───── Data to examine ─────
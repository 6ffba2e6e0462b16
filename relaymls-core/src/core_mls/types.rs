//! Type definitions for MLS operations

use serde::{Deserialize, Serialize};

/// Position of a member in the group roster
pub type LeafIndex = u32;

/// Group identifier (32 bytes)
#[derive(Debug, Clone, PartialEq, Eq, Hash, PartialOrd, Ord, Serialize, Deserialize)]
pub struct GroupId(pub Vec<u8>);

impl GroupId {
    /// Create a new group ID from bytes
    pub fn new(bytes: Vec<u8>) -> Self {
        Self(bytes)
    }

    /// Generate a random group ID
    pub fn random() -> Self {
        use rand::RngCore;
        let mut bytes = vec![0u8; 32];
        rand::rng().fill_bytes(&mut bytes);
        Self(bytes)
    }

    /// Get the bytes of the group ID
    pub fn as_bytes(&self) -> &[u8] {
        &self.0
    }

    /// Convert to hex string for display
    pub fn to_hex(&self) -> String {
        hex::encode(&self.0)
    }

    /// Parse from hex string
    pub fn from_hex(s: &str) -> Result<Self, hex::FromHexError> {
        hex::decode(s).map(Self::new)
    }
}

impl std::fmt::Display for GroupId {
    fn fmt(&self, f: &mut std::fmt::Formatter<'_>) -> std::fmt::Result {
        write!(f, "{}", self.to_hex())
    }
}

impl From<Vec<u8>> for GroupId {
    fn from(bytes: Vec<u8>) -> Self {
        Self(bytes)
    }
}

impl From<&[u8]> for GroupId {
    fn from(bytes: &[u8]) -> Self {
        Self(bytes.to_vec())
    }
}

impl AsRef<[u8]> for GroupId {
    fn as_ref(&self) -> &[u8] {
        &self.0
    }
}

/// Transport-layer group tag, distinct from [`GroupId`]
///
/// Relays only ever see this value, so it must not be derivable from the
/// MLS group id.
#[derive(Debug, Clone, Copy, PartialEq, Eq, Hash, Serialize, Deserialize)]
pub struct NostrGroupId(pub [u8; 32]);

impl NostrGroupId {
    pub fn random() -> Self {
        use rand::RngCore;
        let mut bytes = [0u8; 32];
        rand::rng().fill_bytes(&mut bytes);
        Self(bytes)
    }

    pub fn as_bytes(&self) -> &[u8; 32] {
        &self.0
    }

    pub fn to_hex(&self) -> String {
        hex::encode(self.0)
    }

    pub fn from_hex(s: &str) -> Result<Self, hex::FromHexError> {
        let mut bytes = [0u8; 32];
        hex::decode_to_slice(s, &mut bytes)?;
        Ok(Self(bytes))
    }
}

impl std::fmt::Display for NostrGroupId {
    fn fmt(&self, f: &mut std::fmt::Formatter<'_>) -> std::fmt::Result {
        write!(f, "{}", self.to_hex())
    }
}

/// Content hash of an encoded key package
#[derive(Debug, Clone, PartialEq, Eq, Hash, Serialize, Deserialize)]
pub struct KeyPackageRef(pub Vec<u8>);

impl KeyPackageRef {
    pub fn as_bytes(&self) -> &[u8] {
        &self.0
    }

    pub fn to_hex(&self) -> String {
        hex::encode(&self.0)
    }
}

impl std::fmt::Display for KeyPackageRef {
    fn fmt(&self, f: &mut std::fmt::Formatter<'_>) -> std::fmt::Result {
        write!(f, "{}", self.to_hex())
    }
}

/// Member information in a group
#[derive(Debug, Clone, PartialEq, Eq, Serialize, Deserialize)]
pub struct Member {
    /// Leaf index in the roster
    pub leaf_index: LeafIndex,
    /// Identity string the member's key package was issued for
    pub identity: String,
    /// Ed25519 identity public key
    pub identity_key: Vec<u8>,
    /// X25519 leaf encryption key (commit secrets are sealed to it)
    pub encryption_key: Vec<u8>,
}

/// Current Unix time in seconds
pub(crate) fn current_timestamp() -> u64 {
    std::time::SystemTime::now()
        .duration_since(std::time::UNIX_EPOCH)
        .map(|d| d.as_secs())
        .unwrap_or(0)
}
#![no_main]

use libfuzzer_sys::fuzz_target;
use relaymls_core::core_mls::WelcomeArtifact;

fuzz_target!(|data: &[u8]| {
    if let Ok(welcome) = WelcomeArtifact::from_bytes(data) {
        let reencoded = welcome.to_bytes().expect("parsed welcome re-encodes");
        assert_eq!(reencoded, data);
    }
});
─────
What is being asked. Please copy every line from the entries that includes the word "LeafIndex".

Output for this task.
pub type LeafIndex = u32;
    pub leaf_index: LeafIndex,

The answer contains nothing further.